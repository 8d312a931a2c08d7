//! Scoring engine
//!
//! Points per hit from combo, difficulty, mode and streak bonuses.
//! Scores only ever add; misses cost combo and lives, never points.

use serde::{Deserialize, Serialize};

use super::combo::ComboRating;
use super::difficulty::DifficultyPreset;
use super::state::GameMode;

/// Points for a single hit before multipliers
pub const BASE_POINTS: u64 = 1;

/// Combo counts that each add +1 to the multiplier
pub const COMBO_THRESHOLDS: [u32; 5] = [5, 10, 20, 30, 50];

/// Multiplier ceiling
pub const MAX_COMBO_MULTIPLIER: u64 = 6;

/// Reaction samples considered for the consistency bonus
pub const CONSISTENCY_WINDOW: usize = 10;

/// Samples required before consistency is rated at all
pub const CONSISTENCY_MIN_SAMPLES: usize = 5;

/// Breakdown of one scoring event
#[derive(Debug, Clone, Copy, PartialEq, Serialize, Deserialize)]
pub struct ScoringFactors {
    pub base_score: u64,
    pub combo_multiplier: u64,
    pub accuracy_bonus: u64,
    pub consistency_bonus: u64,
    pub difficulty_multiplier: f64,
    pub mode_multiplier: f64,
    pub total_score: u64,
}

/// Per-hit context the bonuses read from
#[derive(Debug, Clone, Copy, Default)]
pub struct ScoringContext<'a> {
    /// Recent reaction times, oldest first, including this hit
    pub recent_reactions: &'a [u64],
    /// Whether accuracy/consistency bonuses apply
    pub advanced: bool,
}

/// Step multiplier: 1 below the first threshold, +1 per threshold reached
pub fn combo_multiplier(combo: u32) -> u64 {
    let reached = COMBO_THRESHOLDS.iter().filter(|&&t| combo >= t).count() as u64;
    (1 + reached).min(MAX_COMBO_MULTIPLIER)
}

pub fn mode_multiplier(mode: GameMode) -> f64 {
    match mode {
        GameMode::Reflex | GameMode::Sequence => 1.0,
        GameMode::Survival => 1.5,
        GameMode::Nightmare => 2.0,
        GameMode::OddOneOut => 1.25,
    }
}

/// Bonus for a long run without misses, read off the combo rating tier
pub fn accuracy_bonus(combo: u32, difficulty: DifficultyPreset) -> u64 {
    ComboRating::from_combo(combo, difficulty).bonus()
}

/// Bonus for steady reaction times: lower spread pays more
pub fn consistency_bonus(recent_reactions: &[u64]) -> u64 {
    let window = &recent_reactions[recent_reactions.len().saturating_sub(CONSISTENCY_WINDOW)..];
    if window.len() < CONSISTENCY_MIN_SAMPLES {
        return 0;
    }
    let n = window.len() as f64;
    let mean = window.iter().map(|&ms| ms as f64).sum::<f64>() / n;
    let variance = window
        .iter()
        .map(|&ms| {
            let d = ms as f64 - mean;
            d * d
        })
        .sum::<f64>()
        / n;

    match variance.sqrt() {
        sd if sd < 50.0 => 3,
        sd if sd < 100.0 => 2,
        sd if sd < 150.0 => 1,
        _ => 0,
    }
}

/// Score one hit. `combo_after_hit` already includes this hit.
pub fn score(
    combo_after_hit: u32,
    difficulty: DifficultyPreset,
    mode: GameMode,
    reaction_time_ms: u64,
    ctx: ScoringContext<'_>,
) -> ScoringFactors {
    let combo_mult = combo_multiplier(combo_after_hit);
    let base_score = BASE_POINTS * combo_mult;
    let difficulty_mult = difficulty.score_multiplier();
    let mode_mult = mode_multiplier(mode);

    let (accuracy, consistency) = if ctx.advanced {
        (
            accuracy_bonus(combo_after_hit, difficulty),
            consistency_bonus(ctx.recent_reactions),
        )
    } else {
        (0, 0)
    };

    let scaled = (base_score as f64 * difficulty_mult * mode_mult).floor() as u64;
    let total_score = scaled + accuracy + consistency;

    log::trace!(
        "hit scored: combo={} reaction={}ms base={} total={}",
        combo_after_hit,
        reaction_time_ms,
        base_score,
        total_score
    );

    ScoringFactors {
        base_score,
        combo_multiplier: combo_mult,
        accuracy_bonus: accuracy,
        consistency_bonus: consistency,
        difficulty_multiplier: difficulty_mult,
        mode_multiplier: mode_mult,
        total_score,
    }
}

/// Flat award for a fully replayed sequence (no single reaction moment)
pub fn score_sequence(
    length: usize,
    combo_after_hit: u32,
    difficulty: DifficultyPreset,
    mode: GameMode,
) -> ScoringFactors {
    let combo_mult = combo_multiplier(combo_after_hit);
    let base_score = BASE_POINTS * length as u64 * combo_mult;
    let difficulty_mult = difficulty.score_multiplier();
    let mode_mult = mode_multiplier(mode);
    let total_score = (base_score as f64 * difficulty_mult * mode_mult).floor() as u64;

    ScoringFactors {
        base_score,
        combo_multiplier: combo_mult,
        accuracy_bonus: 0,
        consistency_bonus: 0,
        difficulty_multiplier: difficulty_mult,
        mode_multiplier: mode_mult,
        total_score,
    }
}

* * *

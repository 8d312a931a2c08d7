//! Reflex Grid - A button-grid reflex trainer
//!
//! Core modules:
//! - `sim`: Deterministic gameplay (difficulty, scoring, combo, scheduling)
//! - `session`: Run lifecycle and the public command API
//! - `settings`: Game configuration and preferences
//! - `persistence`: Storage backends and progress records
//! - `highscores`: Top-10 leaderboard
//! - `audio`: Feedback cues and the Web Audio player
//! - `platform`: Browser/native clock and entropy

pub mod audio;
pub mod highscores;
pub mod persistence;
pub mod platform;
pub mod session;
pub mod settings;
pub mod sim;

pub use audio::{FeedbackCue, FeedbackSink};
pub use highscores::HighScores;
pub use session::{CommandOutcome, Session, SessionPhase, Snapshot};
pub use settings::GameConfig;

About this task: Look through the material above and print exactly the lines from the one containing "pub mod settings;" to the one containing "pub use settings::GameConfig;", both included, and nothing more.

Solution:
pub mod settings;
pub mod sim;

pub use audio::{FeedbackCue, FeedbackSink};
pub use highscores::HighScores;
pub use session::{CommandOutcome, Session, SessionPhase, Snapshot};
pub use settings::GameConfig;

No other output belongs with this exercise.